La Justicia francesa condenó hoy al ex presidente Jacques Chirac a dos años de libertad condicional por malversación de fondos públicos y abuso de confianza durante su etapa como alcalde de París, a comienzos de los años 90, en lo que fue considerado una sentencia histórica.

Es la primera vez que un ex mandatario francés es condenado. Además, el caso era visto como un aprueba de independencia de la Justicia francesa, después de que la Fiscalía pidiera en septiembre que se declarase inocente a Chirac.

El acusado, de 79 años, no tuvo que comparecer ante los jueces debido a sus problemas de salud y tampoco estuvo presente hoy durante la lectura del veredicto.

El proceso juzgaba la contrataciÓn de más de una veintena de empleados durante la época de alcalde de Chirac. Esos trabajadores, remunerados con dinero de las arcas públicas, trabajaron en realidad para el partido de Chirac. En algunos casos, ni siquiera llegaron a prestar contraprestación alguna.

Junto a Chirac fueron condenados otros nueve acusados, seis de ellos a libertad condicional de entre dos y cuatro meses.

El grupo anticorrupción francés que lideró la campaña para llevar ante los tribunales al ex presidente se mostró hoy satisfecho con la condena, que consideró una "prueba de una democracia transparente y madura", apuntó ante la prensa el abogado de Anticor Jerome Karsenti.

"Creo que es una decisión histórica y extremadamente importante para el futuro de la democracia francesa", añadió Karsenti.

También un portavoz del opositor partido socialista, Benoit hamon, saludó el veredicto.

El abogado de Chirac, Georges Kiejman, apuntó que estudiará junto a su cliente la condena. "Esta tarde veremos si reconoce la condena", dijo Keijman al canal de televisión BFM-TV. Sin embargo, reconoció la "gran moderación de la corte" que, dijo, tuvo en cuenta la avanzada edad de Chirac y su estado de salud, así como el hecho de que él no se benefició financieramente de los fondos malversados.
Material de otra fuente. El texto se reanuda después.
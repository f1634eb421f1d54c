//! Per-IP rate limiting at the query boundary (spec §4.6, §5: "atomic
//! increments with TTL on first hit").
//!
//! Grounded on the teacher's `middleware::rate_limit` shape (a `Config` +
//! a tower/axum middleware function returning `TooManyRequests`), adapted
//! from an in-process `HashMap<IpAddr, _>` to Redis counters so the limit
//! holds across service instances.

use std::net::{IpAddr, SocketAddr};

use axum::{
    body::Body,
    extract::{ConnectInfo, State},
    http::Request,
    middleware::Next,
    response::Response,
};
use redis::AsyncCommands;
use tracing::warn;

use crate::error::AppError;

#[derive(Clone)]
pub struct RateLimitConfig {
    pub per_minute: u32,
    pub per_hour: u32,
}

#[derive(Clone)]
pub struct RateLimiter {
    client: redis::Client,
    config: RateLimitConfig,
}

enum Window {
    Minute,
    Hour,
}

impl Window {
    fn ttl_secs(&self) -> u64 {
        match self {
            Window::Minute => 60,
            Window::Hour => 3600,
        }
    }

    fn key(&self, ip: IpAddr) -> String {
        match self {
            Window::Minute => format!("ratelimit:min:{ip}"),
            Window::Hour => format!("ratelimit:hour:{ip}"),
        }
    }
}

impl RateLimiter {
    pub fn new(client: redis::Client, config: RateLimitConfig) -> Self {
        Self { client, config }
    }

    /// Atomically increments both windows; `SET ... NX EX` on first hit
    /// establishes the TTL, subsequent hits just `INCR`. Returns
    /// `Err(retry_after_secs)` once either window's cap is exceeded.
    async fn check(&self, ip: IpAddr) -> Result<(), u64> {
        let mut conn = match self.client.get_multiplexed_async_connection().await {
            Ok(c) => c,
            Err(_) => return Ok(()), // fail-open on cache unavailability
        };

        for (window, cap) in [
            (Window::Minute, self.config.per_minute),
            (Window::Hour, self.config.per_hour),
        ] {
            let key = window.key(ip);
            let count: i64 = match conn.incr(&key, 1).await {
                Ok(c) => c,
                Err(_) => continue,
            };
            if count == 1 {
                let _: Result<(), _> = conn.expire(&key, window.ttl_secs() as i64).await;
            }
            if count as u32 > cap {
                let ttl: i64 = conn.ttl(&key).await.unwrap_or(window.ttl_secs() as i64);
                return Err(ttl.max(1) as u64);
            }
        }
        Ok(())
    }
}

pub async fn rate_limit_middleware(
    ConnectInfo(addr): ConnectInfo<SocketAddr>,
    State(limiter): State<RateLimiter>,
    request: Request<Body>,
    next: Next,
) -> Result<Response, AppError> {
    let ip = addr.ip();
    match limiter.check(ip).await {
        Ok(()) => Ok(next.run(request).await),
        Err(retry_after) => {
            warn!(%ip, retry_after, "rate limit exceeded");
            Err(AppError::too_many_requests(retry_after))
        }
    }
}

#[cfg(test)]
mod tests {
    use super::*;

    #[test]
    fn window_keys_are_namespaced_per_ip() {
        let ip: IpAddr = "127.0.0.1".parse().unwrap();
        assert_eq!(Window::Minute.key(ip), "ratelimit:min:127.0.0.1");
        assert_eq!(Window::Hour.key(ip), "ratelimit:hour:127.0.0.1");
    }

    #[test]
    fn ttls_match_window_granularity() {
        assert_eq!(Window::Minute.ttl_secs(), 60);
        assert_eq!(Window::Hour.ttl_secs(), 3600);
    }
}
Sin embargo, la hija adoptiva del ex presidente Anh Dao Traxel, la única miembro de la familia presente en el tribunal para escuchar el veredicto, consideró que la pena es "demasiado, demasiado dura". Chirac siempre negó haber actuado de forma ilegal.

Las acusaciones habían salido a la luz durante su presidencia entre 1995 y 2007, pero entonces contaba con inmunidad penal. El juicio salió finalmente adelante en septiembre tras años de retrasos, pese a que Chirac nunca compareció ante el tribunal.

El sus últimas apariciones públicas se le vio débil y desorientado y el día de apertura del juicio sus abogados presentaron un informe neurológico que mostraba que sufría lapsos de memoria, por lo que fue excusado de acudir personalmente a las sesiones del proceso.

Además, para limitar la probabilidad de una condena, Chirac y el partido gobernante UMP llegaron el año pasado a un acuerdo con el ayuntamiento de París y le pagaron una indemnización de unos 2,2 millones de euros, con lo que la autoridad local renunció a presentarse como acusación particular.